___ Input material

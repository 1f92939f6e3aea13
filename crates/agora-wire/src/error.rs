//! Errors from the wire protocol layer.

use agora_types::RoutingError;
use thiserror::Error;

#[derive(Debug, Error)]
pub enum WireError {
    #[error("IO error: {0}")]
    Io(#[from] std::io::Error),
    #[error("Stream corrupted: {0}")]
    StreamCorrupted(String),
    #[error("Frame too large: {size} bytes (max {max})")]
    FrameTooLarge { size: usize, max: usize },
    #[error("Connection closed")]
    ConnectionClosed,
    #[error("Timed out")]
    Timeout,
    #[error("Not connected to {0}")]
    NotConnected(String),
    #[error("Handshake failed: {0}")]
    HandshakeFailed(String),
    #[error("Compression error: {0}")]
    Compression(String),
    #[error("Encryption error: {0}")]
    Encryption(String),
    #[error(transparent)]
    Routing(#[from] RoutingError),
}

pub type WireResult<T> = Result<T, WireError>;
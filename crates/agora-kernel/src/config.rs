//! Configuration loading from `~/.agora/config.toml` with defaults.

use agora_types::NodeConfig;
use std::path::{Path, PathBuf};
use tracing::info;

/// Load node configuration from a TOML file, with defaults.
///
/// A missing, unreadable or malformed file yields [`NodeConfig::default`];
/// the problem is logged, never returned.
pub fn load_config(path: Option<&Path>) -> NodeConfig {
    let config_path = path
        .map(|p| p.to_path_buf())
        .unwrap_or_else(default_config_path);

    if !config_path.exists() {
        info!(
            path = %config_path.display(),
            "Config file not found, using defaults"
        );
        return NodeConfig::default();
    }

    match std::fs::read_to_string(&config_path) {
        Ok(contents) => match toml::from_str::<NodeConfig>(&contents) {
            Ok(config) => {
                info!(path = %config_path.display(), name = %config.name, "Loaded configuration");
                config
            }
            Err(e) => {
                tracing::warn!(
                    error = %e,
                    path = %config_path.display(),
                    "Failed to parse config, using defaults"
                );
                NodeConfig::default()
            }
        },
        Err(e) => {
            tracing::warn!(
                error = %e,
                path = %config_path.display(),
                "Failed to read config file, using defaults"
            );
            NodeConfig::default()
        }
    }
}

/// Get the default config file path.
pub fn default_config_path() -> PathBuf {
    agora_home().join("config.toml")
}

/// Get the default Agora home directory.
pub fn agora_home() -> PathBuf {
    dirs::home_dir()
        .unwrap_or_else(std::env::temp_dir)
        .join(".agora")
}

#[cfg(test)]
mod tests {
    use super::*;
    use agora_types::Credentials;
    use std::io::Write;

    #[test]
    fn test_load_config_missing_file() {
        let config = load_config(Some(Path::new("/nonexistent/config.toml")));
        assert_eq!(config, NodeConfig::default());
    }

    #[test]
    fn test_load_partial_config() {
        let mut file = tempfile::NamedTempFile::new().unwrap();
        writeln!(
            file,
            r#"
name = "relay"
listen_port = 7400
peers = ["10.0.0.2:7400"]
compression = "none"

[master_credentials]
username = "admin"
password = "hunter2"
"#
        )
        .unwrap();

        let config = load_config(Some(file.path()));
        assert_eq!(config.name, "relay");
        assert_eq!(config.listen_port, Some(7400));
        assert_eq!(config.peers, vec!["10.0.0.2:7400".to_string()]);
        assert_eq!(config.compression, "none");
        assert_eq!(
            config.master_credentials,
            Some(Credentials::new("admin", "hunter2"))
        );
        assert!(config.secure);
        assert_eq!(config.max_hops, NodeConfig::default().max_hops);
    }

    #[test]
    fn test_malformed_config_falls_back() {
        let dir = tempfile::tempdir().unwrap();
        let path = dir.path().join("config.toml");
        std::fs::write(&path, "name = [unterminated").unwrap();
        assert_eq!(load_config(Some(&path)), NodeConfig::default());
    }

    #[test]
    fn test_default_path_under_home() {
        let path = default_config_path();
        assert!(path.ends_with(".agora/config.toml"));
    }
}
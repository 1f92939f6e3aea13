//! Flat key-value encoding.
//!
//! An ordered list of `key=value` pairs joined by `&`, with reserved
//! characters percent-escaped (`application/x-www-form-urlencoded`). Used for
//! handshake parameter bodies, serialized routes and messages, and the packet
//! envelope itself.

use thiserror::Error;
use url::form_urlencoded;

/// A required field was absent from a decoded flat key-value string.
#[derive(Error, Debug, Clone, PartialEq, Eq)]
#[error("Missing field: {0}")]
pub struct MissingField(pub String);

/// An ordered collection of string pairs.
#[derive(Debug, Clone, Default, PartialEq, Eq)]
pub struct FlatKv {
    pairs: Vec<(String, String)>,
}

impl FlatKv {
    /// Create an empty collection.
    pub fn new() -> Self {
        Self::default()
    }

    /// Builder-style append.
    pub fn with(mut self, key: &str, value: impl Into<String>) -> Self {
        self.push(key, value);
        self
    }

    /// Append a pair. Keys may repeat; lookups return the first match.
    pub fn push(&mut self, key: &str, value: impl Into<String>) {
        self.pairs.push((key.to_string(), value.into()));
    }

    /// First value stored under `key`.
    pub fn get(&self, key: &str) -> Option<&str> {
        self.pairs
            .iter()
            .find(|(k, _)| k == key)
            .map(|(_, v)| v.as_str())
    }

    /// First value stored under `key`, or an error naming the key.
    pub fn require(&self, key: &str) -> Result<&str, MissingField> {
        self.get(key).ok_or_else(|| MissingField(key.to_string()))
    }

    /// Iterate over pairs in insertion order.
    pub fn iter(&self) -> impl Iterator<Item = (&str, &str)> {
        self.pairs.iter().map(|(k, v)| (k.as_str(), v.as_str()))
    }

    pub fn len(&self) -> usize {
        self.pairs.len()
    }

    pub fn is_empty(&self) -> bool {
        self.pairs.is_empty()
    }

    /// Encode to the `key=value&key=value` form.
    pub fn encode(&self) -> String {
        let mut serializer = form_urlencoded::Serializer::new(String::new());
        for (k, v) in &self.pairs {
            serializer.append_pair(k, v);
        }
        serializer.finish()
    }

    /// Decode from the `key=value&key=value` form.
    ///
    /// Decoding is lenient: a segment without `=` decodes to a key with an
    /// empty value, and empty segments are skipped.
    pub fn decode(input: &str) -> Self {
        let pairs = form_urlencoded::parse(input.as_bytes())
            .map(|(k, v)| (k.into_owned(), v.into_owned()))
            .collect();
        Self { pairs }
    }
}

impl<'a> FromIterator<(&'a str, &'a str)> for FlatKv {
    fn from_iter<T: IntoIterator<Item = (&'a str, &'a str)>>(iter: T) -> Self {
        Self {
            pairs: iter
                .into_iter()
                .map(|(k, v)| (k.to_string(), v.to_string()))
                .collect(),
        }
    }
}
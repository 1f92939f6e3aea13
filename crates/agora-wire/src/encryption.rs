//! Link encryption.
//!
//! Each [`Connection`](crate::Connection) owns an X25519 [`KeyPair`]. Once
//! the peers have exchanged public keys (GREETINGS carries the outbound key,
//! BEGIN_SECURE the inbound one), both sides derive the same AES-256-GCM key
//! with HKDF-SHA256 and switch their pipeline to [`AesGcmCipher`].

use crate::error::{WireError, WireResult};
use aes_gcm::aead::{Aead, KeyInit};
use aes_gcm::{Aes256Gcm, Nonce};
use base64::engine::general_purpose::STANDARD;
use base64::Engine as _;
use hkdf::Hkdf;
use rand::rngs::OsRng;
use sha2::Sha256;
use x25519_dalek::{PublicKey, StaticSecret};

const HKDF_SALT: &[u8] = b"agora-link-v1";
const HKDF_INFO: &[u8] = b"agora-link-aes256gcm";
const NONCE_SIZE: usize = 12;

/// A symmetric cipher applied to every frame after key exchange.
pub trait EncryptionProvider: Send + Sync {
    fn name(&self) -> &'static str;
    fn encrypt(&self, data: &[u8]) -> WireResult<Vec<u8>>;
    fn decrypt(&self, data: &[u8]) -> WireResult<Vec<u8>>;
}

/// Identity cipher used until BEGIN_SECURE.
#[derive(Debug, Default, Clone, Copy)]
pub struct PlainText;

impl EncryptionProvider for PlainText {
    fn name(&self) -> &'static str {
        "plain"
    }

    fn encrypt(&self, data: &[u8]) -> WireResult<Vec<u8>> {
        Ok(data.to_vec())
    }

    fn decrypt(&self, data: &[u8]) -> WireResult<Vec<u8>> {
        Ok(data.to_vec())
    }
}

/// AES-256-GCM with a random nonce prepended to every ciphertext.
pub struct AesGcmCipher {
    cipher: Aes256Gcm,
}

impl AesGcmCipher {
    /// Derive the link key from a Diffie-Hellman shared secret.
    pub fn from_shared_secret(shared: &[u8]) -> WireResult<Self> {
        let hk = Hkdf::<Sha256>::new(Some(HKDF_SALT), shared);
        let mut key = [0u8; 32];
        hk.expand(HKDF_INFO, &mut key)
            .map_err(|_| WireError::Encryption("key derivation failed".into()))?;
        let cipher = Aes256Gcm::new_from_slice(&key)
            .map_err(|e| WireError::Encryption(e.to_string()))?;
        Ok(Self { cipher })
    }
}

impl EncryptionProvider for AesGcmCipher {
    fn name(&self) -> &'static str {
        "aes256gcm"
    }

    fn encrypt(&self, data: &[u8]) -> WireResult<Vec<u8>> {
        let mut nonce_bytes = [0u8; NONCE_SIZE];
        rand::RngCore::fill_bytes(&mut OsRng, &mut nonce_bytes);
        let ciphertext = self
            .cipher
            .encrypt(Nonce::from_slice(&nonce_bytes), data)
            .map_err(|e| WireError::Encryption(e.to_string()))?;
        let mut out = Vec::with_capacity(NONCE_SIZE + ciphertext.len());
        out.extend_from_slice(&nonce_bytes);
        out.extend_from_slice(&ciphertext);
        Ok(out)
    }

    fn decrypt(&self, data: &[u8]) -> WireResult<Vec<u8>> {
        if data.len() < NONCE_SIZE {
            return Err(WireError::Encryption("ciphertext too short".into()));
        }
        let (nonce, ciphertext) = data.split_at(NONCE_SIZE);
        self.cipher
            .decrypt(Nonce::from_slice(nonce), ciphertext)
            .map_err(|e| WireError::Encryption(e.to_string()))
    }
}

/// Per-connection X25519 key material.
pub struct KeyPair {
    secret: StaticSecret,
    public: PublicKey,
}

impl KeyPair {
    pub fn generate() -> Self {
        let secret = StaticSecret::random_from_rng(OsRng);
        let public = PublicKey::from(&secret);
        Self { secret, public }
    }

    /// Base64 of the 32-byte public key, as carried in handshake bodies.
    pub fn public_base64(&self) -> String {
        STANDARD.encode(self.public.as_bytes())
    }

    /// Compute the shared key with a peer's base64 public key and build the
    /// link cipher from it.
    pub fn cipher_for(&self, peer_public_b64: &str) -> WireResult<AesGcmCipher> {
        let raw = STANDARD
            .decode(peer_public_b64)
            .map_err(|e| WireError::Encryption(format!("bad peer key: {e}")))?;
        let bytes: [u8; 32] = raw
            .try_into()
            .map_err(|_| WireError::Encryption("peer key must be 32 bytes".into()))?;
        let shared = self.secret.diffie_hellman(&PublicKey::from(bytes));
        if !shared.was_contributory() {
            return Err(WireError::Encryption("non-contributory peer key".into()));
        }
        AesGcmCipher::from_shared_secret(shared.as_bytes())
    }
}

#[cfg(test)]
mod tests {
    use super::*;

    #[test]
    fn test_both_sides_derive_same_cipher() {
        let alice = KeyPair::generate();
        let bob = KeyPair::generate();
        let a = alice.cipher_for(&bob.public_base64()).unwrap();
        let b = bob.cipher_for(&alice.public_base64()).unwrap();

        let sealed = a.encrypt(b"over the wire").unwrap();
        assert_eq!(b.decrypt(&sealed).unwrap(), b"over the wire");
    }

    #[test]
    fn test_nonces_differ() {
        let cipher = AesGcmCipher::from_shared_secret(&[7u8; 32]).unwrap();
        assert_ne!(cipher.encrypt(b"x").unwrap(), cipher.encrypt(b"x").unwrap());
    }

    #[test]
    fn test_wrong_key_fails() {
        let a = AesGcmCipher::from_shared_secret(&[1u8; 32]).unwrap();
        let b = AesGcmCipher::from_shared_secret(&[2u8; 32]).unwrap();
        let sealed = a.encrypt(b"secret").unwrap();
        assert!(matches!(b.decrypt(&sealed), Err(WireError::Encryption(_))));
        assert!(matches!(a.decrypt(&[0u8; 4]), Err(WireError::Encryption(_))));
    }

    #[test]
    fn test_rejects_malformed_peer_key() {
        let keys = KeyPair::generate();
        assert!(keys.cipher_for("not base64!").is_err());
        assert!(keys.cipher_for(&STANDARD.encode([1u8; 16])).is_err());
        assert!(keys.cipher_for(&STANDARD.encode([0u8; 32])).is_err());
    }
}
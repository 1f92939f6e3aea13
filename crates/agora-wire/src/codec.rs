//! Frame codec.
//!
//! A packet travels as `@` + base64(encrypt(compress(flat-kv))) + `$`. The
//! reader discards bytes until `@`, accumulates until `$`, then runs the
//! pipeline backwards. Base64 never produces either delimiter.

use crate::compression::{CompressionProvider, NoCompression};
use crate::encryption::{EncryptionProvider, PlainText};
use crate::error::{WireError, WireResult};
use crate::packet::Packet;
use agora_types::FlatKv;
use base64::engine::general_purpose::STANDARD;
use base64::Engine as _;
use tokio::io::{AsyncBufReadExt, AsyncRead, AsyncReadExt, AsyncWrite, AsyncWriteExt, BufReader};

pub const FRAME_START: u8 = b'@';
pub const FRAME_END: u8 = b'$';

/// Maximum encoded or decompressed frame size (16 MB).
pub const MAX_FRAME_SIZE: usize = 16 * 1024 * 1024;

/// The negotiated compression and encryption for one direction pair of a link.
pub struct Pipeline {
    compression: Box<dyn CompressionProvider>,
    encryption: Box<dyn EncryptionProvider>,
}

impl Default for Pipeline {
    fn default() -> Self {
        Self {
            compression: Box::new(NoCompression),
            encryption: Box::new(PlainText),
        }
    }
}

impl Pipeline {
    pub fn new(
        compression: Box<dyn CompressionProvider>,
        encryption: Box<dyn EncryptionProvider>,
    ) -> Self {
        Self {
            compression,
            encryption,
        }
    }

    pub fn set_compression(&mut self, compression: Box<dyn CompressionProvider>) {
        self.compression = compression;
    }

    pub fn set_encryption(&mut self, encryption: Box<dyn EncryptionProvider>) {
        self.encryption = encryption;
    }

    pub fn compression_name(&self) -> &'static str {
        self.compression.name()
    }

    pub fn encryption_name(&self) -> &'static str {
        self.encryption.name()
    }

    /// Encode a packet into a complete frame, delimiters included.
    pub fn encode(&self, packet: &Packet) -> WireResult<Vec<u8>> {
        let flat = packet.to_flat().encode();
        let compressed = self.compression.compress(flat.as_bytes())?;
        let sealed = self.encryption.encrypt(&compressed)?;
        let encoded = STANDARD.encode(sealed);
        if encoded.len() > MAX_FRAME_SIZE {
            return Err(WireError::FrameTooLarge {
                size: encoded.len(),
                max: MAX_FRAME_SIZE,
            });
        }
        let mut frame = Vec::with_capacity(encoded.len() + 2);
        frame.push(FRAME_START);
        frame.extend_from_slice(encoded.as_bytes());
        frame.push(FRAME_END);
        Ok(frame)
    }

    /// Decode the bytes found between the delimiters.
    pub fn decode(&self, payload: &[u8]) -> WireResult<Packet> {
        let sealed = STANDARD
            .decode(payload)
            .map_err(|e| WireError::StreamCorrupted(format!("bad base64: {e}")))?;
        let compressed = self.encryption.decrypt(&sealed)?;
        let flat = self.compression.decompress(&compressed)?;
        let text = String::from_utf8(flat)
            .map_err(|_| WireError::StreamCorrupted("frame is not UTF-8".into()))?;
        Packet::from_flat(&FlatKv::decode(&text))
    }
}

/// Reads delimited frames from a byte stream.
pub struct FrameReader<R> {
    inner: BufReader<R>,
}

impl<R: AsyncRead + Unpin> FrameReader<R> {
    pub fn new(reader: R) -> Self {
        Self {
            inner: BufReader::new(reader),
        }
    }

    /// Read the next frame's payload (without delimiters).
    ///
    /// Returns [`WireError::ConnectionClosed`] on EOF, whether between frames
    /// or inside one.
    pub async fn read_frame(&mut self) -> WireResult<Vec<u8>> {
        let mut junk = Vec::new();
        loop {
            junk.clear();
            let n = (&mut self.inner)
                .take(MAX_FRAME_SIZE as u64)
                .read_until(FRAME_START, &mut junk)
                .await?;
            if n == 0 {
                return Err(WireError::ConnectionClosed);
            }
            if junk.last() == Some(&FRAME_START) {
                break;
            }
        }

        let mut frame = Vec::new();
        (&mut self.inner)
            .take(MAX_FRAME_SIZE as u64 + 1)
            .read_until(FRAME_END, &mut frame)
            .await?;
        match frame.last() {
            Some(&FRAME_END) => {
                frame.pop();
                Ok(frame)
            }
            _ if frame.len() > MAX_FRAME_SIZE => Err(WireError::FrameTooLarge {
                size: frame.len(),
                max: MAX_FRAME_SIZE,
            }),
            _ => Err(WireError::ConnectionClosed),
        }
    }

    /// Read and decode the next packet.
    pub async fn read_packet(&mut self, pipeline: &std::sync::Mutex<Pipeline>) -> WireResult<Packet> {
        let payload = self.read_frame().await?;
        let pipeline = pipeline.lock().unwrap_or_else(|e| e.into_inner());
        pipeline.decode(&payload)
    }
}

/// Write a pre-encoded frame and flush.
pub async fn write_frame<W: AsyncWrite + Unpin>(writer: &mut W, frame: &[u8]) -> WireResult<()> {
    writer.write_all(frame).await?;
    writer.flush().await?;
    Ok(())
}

______

**Your assignment**
Copy out all lines above that include the string "OsRng".

**Expected output**
use rand::rngs::OsRng;
        rand::RngCore::fill_bytes(&mut OsRng, &mut nonce_bytes);
        let secret = StaticSecret::random_from_rng(OsRng);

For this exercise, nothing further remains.